EURORA Guide for Intel Xeon Phi (MIC) Usage

In this page:

 

Architecture

Intel Xeon Phi is the first Intel Many Integrated Core (Intel MIC) architecture product.  Each card consists of 60 physical cores (@1.1 Ghz)   and each core is able to handle up to 4 thread using hyperthreading. Each core has one Vector Processing Unit able to deliver for each clock cycle

  • 8 Fused Multiply and Add (FMA) floating point operations in double precision
  • 16 Fused Multiply and Add (FMA) floating point operations in single precision.

So the Phi has a peak performance of

  • 1056 GFlops in double precision
  • 2112 Gflops in single precision

Each Phi coprocessor has a RAM memory of 8 GB, and a peak bandwidth of 352 GB/s.

Compilation

The MPSS environment (Intel® Manycore Platform Software Stack) is available also on the front-end. Therefore, you do not need to be logged inside a compute node hosting the MIC cards to compile a code to run on MIC. Anyway you still have to set environment for mic:

module load intel (i.e. compiler suite)
module load mkl (if necessary – i.e. math libraries)
source $INTEL_HOME/bin/compilervars.sh intel64 (to set up the environment variables)

 

Now you can compile your code. Pay attention that, depending on the way you intend to run your code (offload or native), you have to follow different procedures:

1) For codes meant to be run with the MIC offload attributes, you have to add the proper pragmas in your source code and compile it as usual. For example, use the Intel C++ compiler on the "hello_offload.cpp" code:

icpc -openmp hello_offload.cpp -o exe-offload.x

 

2)  For MIC-native codes, you have to actually cross-compile by adding the –mmic flag. For example, use the Intel C++ compiler on the "hello_native.cpp" code:

icpc hello_native.cpp -openmp -mmic -o exe-native.x


Execution

Offload programs are executed directly on the MIC node, from an interactive batch session or even by a batch script (requesting MIC cards with the nmics parameter). Note that the sourcing of the compilervars.sh script is important for making the node see the MICs during execution.

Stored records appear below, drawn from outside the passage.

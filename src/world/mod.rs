pub mod bsp;
pub mod builder;
pub mod camera;
pub mod geometry;
pub mod light;
pub mod texture;
pub mod visibility;

#[cfg(test)]
pub(crate) mod test_map;

pub use bsp::{NodeRef, lines_intersect};
pub use builder::{LevelBuilder, LevelError};
pub use camera::Camera;
pub use geometry::{
    Aabb, Level, Linedef, LinedefFlags, LinedefId, Node, NodeId, Sector, SectorId, Seg,
    SegmentId, Subsector, SubsectorId, Vertex, VertexId,
};
pub use light::{LIGHT_INTENSITY_MAX, Rgb};
pub use texture::{NO_TEXTURE, TexWindow, Texture, TextureBank, TextureError, TextureId};
pub use visibility::{FrameVisibility, SegFlags};
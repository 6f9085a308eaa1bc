use bitflags::bitflags;

bitflags! {
    /// Behaviour / rendering flags carried by every **mobj** at runtime.
    ///
    /// Low bits follow `doom/info.h`; the top three bits are the
    /// PlayStation blend-mode controls.
    #[derive(Default, Clone, Copy, Debug, PartialEq, Eq)]
    pub struct MobjFlags: u32 {
        // Blocks movement.
        const SOLID          = 0x0000_0002;

        // Flying projectile.
        const MISSILE        = 0x0001_0000;

        // Rendering: semi-transparent.  Without a mode bit this is a 50%
        // alpha blend.
        const BLEND_ON        = 0x1000_0000;
        // Additive blend (25% strength when combined with BIT2).
        const BLEND_MODE_BIT1 = 0x2000_0000;
        // Subtractive blend (when BIT1 is clear).
        const BLEND_MODE_BIT2 = 0x4000_0000;

        const ALL_BLEND_FLAGS = Self::BLEND_ON.bits()
            | Self::BLEND_MODE_BIT1.bits()
            | Self::BLEND_MODE_BIT2.bits();
    }
}

/// Frame number bit: draw at full brightness regardless of sector light.
pub const FF_FULLBRIGHT: u16 = 0x8000;

/// Mask extracting the frame index from a frame number.
pub const FF_FRAMEMASK: u16 = 0x7FFF;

Offload programs execution through an interactive batch session
qsub -A <account_name> -I -l select=1:ncpus=1:nmics=1 -q debug
qsub: waiting for job 31085.node129 to start
qsub: job 31085.node129 ready
module load intel
cd $CINECA_SCRATCH
source $INTEL_HOME/bin/compilervars.sh intel64
./exe-offload.x

 

Offload programs execution through a batch script
#!/bin/bash
#PBS -o job.out
#PBS -j eo
#PBS -l walltime=0:10:00
#PBS -l select=1:ncpus=1:nmics=1
#PBS -q debug
#PBS -A <my_account>
# 
module load intel
cd $CINECA_SCRATCH
source $INTEL_HOME/bin/compilervars.sh intel64
./exe-offload.x

 

MIC-native codes need to be executed inside the MIC card itself. In order to log into a MIC card you have to:

  • login to a MIC node with a PBS interactive session requesting at least 1 mic (nmics=1);
  • use the "qstat -f <job_id>" command in order to get the name of the specific MIC card assigned to you;
  • connect through ssh into the MIC card (in the example node018-mic1)
qsub -A <account_name> -I -l select=1:ncpus=1:nmics=1 -q debug
qsub: waiting for job 31085.node129 to start
qsub: job 31085.node129 ready
...
qstat -f 31085.node129
...
exec_vnode = (node018:mem=1048576kb:ncpus=1+node018-mic1:nmics=1)
...
ssh node018-mic1
$

 

 At this point you will be prompted in the home space of the MIC card you’ve logged into. Here, the usual environment variables are not set, therefore the module command won’t work and your scratch space (which is mounted on the MIC card) has to be indicated with the full path instead of $CINECA_SCRATCH.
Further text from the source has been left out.